Determined opposition is also emerging in other Western countries, particularly France, Russia, China (veto-holding members of the UN security council) and Germany. The report delivered to the Security Council by Hans Blix, head of the UN weapons-inspectorate, on January 27 was inconclusive. It opened by saying that "Iraq has on the whole cooperated rather well so far," but then listed enough question-marks about its weapons-programme for the US to accuse Iraq of being in breach of UN Resolution 1441. How the US will handle this issue remains to be seen; the tone is likely to be set by Bush’s ‘State of the Union’ address on January 28 (after Crescent goes to press). It is unlikely, however, that they will be deflected from their course. Speaking at the World Economic Forum meeting on January 26, US secretary of state Colin Powell has already expressed the US’s willingness to go to war alone, should the UN not provide further legitimation.

Despite US defence secretary Donald Rumsfeld’s claim to have a "coalition of the willing" ready to support the US even without a UN resolution, the reality is that the US is becoming increasingly isolated on this issue. Apart from Britain and Israel, not a single country has come out in total support of the US’s plans. British prime minister Tony Blair is facing a near-revolt in his governing Labour Party, despite his spin-doctors’ claims that he is only supporting Bush in order to moderate Washington’s position. America’s client regimes in the Arab world, meanwhile, are trying to find a resolution to avoid a backlash from their people, should they be forced to support the US’s agenda. Their efforts to persuade Saddam Hussein to go into exile to spare his people this war are unlikely to have much effect; Saddam has never worried about his people before.

It is impossible to make predictions about the future with any certainty, but the US is likely to launch its war some time after mid-February. By then it will have amassed 150,000 troops and at least four aircraft-carrier battle-groups in the region. It is unlikely that Bush will allow this force home without obtaining what he set out to get: regime-change in Baghdad and control of Iraq’s oil.

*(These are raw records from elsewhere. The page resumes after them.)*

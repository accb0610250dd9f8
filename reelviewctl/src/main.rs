//! `reelviewctl`: browse the catalog from the terminal.

use std::sync::Arc;

use anyhow::{Context, Result, bail};
use clap::Parser;
use reelview_config::{ConfigLoad, ConfigLoader};
use reelview_core::catalog::{CatalogClient, TmdbSource};
use reelview_core::page::{PageEvent, PageView};
use reelview_core::routing::{Navigator, Route};
use reelview_model::{Category, ContentId, ImagePathResolver};
use tracing::{info, warn};
use tracing_subscriber::{layer::SubscriberExt, util::SubscriberInitExt};

mod cli;
mod render;
mod settings;

use cli::{BrowseArgs, Cli, Command, ImageArgs};

#[tokio::main]
async fn main() -> Result<()> {
    let cli = Cli::parse();

    tracing_subscriber::registry()
        .with(
            tracing_subscriber::EnvFilter::try_from_default_env()
                .unwrap_or_else(|_| "warn,reelview_core=info".into()),
        )
        .with(tracing_subscriber::fmt::layer().with_writer(std::io::stderr))
        .init();

    match cli.command {
        Command::Browse(ref args) => browse(&cli, args).await,
        Command::Image(ref args) => {
            image(args);
            Ok(())
        }
        Command::Categories => {
            categories();
            Ok(())
        }
    }
}

fn load_config(cli: &Cli) -> Result<ConfigLoad> {
    let mut loader = ConfigLoader::new();
    if let Some(path) = &cli.config {
        loader = loader.with_config_path(path);
    }
    if let Some(path) = &cli.env_file {
        loader = loader.with_env_file(path);
    }
    let load = loader.load().context("failed to load configuration")?;

    if load.config.metadata.env_file_loaded {
        info!("loaded .env file");
    }
    for warning in load.warnings.iter() {
        match &warning.hint {
            Some(hint) => warn!(
                message = %warning.message,
                hint = %hint,
                "configuration warning"
            ),
            None => warn!(message = %warning.message, "configuration warning"),
        }
    }
    Ok(load)
}

async fn browse(cli: &Cli, args: &BrowseArgs) -> Result<()> {
    let ConfigLoad { config, .. } = load_config(cli)?;

    let route = Route::parse(&args.path);
    let Some(mut page) =
        PageView::for_route(&route, settings::page_settings(&config))
    else {
        bail!("no page is served at {}", args.path);
    };

    let source = TmdbSource::new(settings::tmdb_settings(&config))
        .context("failed to build catalog client")?;
    let client = CatalogClient::new(Arc::new(source));
    page.load(&client).await;

    let mut navigator = Navigator::new(route);
    let steps = args
        .previous
        .iter()
        .map(|&slider| PageEvent::Previous(slider))
        .chain(args.next.iter().map(|&slider| PageEvent::Next(slider)));
    for step in steps {
        let slider = match step {
            PageEvent::Previous(slider) | PageEvent::Next(slider) => slider,
            _ => continue,
        };
        if page.update(step, &mut navigator) {
            page.update(PageEvent::TransitionFinished(slider), &mut navigator);
        }
    }

    if let Some(raw) = args.open {
        let id = ContentId::new(raw);
        let owner = page.sliders().iter().position(|slider| {
            slider.list().is_some_and(|list| list.find_by_id(id).is_some())
        });
        match owner {
            Some(slider) => {
                let click = PageEvent::CardClicked { slider, id };
                page.update(click, &mut navigator);
            }
            None => warn!(%id, "item is not on this page"),
        }
    }

    if args.detail {
        let current = navigator.current().clone();
        page.load_detail(&client, &current).await;
    }

    let snapshot = page.snapshot(navigator.current());
    if args.json {
        println!("{}", serde_json::to_string_pretty(&snapshot)?);
    } else {
        print!("{}", render::render(&snapshot));
    }
    Ok(())
}

fn image(args: &ImageArgs) {
    let resolver = ImagePathResolver::new(args.base.as_str());
    println!("{}", resolver.resolve_tag(&args.id, args.size.as_deref()));
}

fn categories() {
    for category in Category::ALL {
        println!(
            "{:<14} {:<20} {}",
            category.slug(),
            category.api_path(),
            category.label()
        );
    }
}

Before the attack, however, we can expect a further demonstration of the US’s manipulative political skills, as the Bush team tries to get UN support. Before Resolution 1441 was passed in November, the US threatened to render the UN irrelevant by ignoring it; that was enough to bring the Security Council into line. If more pressure is needed this time, a flashpoint may be found: a major bust-up in Iraq, or a biological-weapons scare, like the still-unexplained anthrax episode that followed September 11, or even another terrorist incident. Any of these would add to the pressure on the UN, or at least change public opinion in the US sufficiently to enable Washington to by-pass the UN without domestic political fall-out.

People elsewhere would probably not be moved. But Washington knows that few of them have any illusions about the US anyway. The US knows why it is hated worldwide, and doesn’t care as long as it can pursue its agenda with impunity. Such is the reality of the enemy we face, Muslims and non-Muslims alike, everywhere.